Another Azria employee tested positive on Dec. 23, then reported for work, with symptoms, on four separate days the following week. Although the home was cited placing residents in immediate jeopardy, that violation was downgraded the same day when the facility developed a plan of correction. With only one of the 43 residents still testing negative for the virus, the home agreed to a comprehensive change in infection-control policies and practices.
The state proposed an $8,500 fine, and then held that penalty in suspension to let CMS take action in the case. CMS’ Care Compare website says no federal fines have been imposed against Azria Health Center during the past three years.
Not all of the Iowa facilities where fines were held in suspension by the state went unpunished by federal authorities.

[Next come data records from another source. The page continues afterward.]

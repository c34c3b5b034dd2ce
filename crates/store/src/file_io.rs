//! Local file I/O operations
//!
//! Saving a document locally hands a named blob to the host as a download;
//! loading reads a user-picked file as text.

use crate::{Result, StoreError};
use std::path::{Path, PathBuf};

/// A file picked by the user
#[derive(Debug, Clone, PartialEq, Eq)]
pub struct FileHandle {
    /// File name as shown to the user
    pub name: String,
    /// Where the file's content can be read
    pub path: PathBuf,
}

impl FileHandle {
    /// Create a handle named after the last component of `path`
    pub fn new(path: impl Into<PathBuf>) -> Self {
        let path = path.into();
        let name = path
            .file_name()
            .map(|name| name.to_string_lossy().into_owned())
            .unwrap_or_default();
        Self { name, path }
    }

    /// Create a handle with an explicit display name
    pub fn named(name: impl Into<String>, path: impl Into<PathBuf>) -> Self {
        Self {
            name: name.into(),
            path: path.into(),
        }
    }
}

/// Host file operations used by local save, load and export
#[trait_variant::make(Send)]
pub trait LocalFiles: Send + Sync {
    /// Deliver `bytes` to the user as a download named `file_name`
    async fn download(&self, file_name: &str, bytes: Vec<u8>, mime: &str) -> Result<PathBuf>;

    /// Read the full text of a picked file
    async fn read_text(&self, file: &FileHandle) -> Result<String>;
}

/// Downloads land in a directory on disk
#[derive(Debug, Clone)]
pub struct DownloadDirectory {
    dir: PathBuf,
}

impl DownloadDirectory {
    pub fn new(dir: impl Into<PathBuf>) -> Self {
        Self { dir: dir.into() }
    }

    pub fn dir(&self) -> &Path {
        &self.dir
    }
}

impl LocalFiles for DownloadDirectory {
    async fn download(&self, file_name: &str, bytes: Vec<u8>, mime: &str) -> Result<PathBuf> {
        let has_separator = file_name.contains(|c: char| c == '/' || c == '\\');
        if file_name.is_empty() || has_separator || file_name == ".." {
            return Err(StoreError::InvalidFileName(file_name.to_string()));
        }

        tokio::fs::create_dir_all(&self.dir).await?;
        let target = self.dir.join(file_name);
        tokio::fs::write(&target, bytes).await?;

        tracing::debug!(path = %target.display(), mime, "download written");
        Ok(target)
    }

    async fn read_text(&self, file: &FileHandle) -> Result<String> {
        if !tokio::fs::try_exists(&file.path).await.unwrap_or(false) {
            return Err(StoreError::FileNotFound(file.path.display().to_string()));
        }

        let text = tokio::fs::read_to_string(&file.path).await?;
        Ok(text)
    }
}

At the Donnellson Health Center, the facility was cited last June for failing to ensure the staff washed their hands and wore gloves while providing residents with hands-on care.
In August, the home was cited for placing residents in immediate jeopardy by failing to follow infection control practices to prevent or reduce the risk of spreading COVID-19. Inspectors said a symptomatic resident was taken to a hospital for COVID-19 testing but then was returned to the facility and placed in a two-person room alongside another resident. Three days later, lab results showed the tested resident was positive for the virus.

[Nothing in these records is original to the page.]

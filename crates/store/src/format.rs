//! Document file format

use crate::{Result, StoreError};
use chrono::{DateTime, Utc};
use doc_model::StructuredContent;
use serde::{Deserialize, Serialize};

/// File format version
pub const FORMAT_VERSION: u32 = 1;

/// File extension for saved documents
pub const DOCUMENT_EXTENSION: &str = "dvk";

/// File extension for HTML exports
pub const HTML_EXTENSION: &str = "html";

/// MIME type of saved documents
pub const DOCUMENT_MIME: &str = "application/json";

/// MIME type of HTML exports
pub const HTML_MIME: &str = "text/html";

/// File header for format identification
#[derive(Debug, Clone, PartialEq, Serialize, Deserialize)]
pub struct FileHeader {
    /// Magic string for format identification
    pub magic: String,
    /// Format version
    pub version: u32,
    /// Creation timestamp
    pub created: DateTime<Utc>,
    /// Last modified timestamp
    pub modified: DateTime<Utc>,
}

impl FileHeader {
    pub const MAGIC: &'static str = "KRAMER-DVK";

    pub fn new() -> Self {
        let now = Utc::now();
        Self {
            magic: Self::MAGIC.to_string(),
            version: FORMAT_VERSION,
            created: now,
            modified: now,
        }
    }

    /// Check the header identifies a document file this version can read
    pub fn validate(&self) -> Result<()> {
        if self.magic != Self::MAGIC {
            return Err(StoreError::InvalidFormat(self.magic.clone()));
        }
        if self.version > FORMAT_VERSION {
            return Err(StoreError::UnsupportedVersion {
                found: self.version,
                supported: FORMAT_VERSION,
            });
        }
        Ok(())
    }
}

impl Default for FileHeader {
    fn default() -> Self {
        Self::new()
    }
}

/// Complete file format
#[derive(Debug, Clone, PartialEq, Serialize, Deserialize)]
pub struct DocumentFile {
    pub header: FileHeader,
    pub content: StructuredContent,
}

impl DocumentFile {
    pub fn new(content: StructuredContent) -> Self {
        Self {
            header: FileHeader::new(),
            content,
        }
    }
}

In a separate incident, a new admission to the Donnellson Health Center was not quarantined and was instead placed in a room alongside another resident. At that time, the home was also cited for failing to inform residents and families of a COVIC-19 infection in the facility. A month later, in September, the home was again cited for placing residents in immediate jeopardy, this time by knowingly allowing a symptomatic worker — who later tested positive for the virus — to provide care for residents of the home.
On Aug. 19, a nurse aide at the home texted the director of nursing to tell her she was feeling sick but would be coming to work anyway. The director of nursing texted back, “Okay, I’ll hold you to it.” The aide then texted, “LOL, okay. I promise I am on my way to get my truck. Sick or not, I am coming in.” The director of nursing texted back, “We are all sick.”
Later that night, at the end of her shift, the aide texted the home’s administrator: “Okay so I have been open and honest about running elevated temperature all week long and with them going up to 100. Now as I took my temperature at 9 pm, because I stopped sweating and got cold again with body aches, it is back up to 100.1.” She told the administrator that when she began her shift her temperature was 99 degrees.
The next day, the aide texted the director of nursing, writing: “I need a COVID test done … I just know that I feel like death today and still getting fevers … The guy I am seeing is sick the same way and he has several people at his workplace out with positive COVID.”
The aide was tested that day, with the results showing she was positive for COVID-19. As a result of the August and September inspections, the state proposed a total of $30,500 in fines — but held those in suspension to allow the federal government to impose its own penalties.
According to the CMS website, the federal agency fined the Donnellson Health Center $3,257 last June, and an additional $162,684 in August.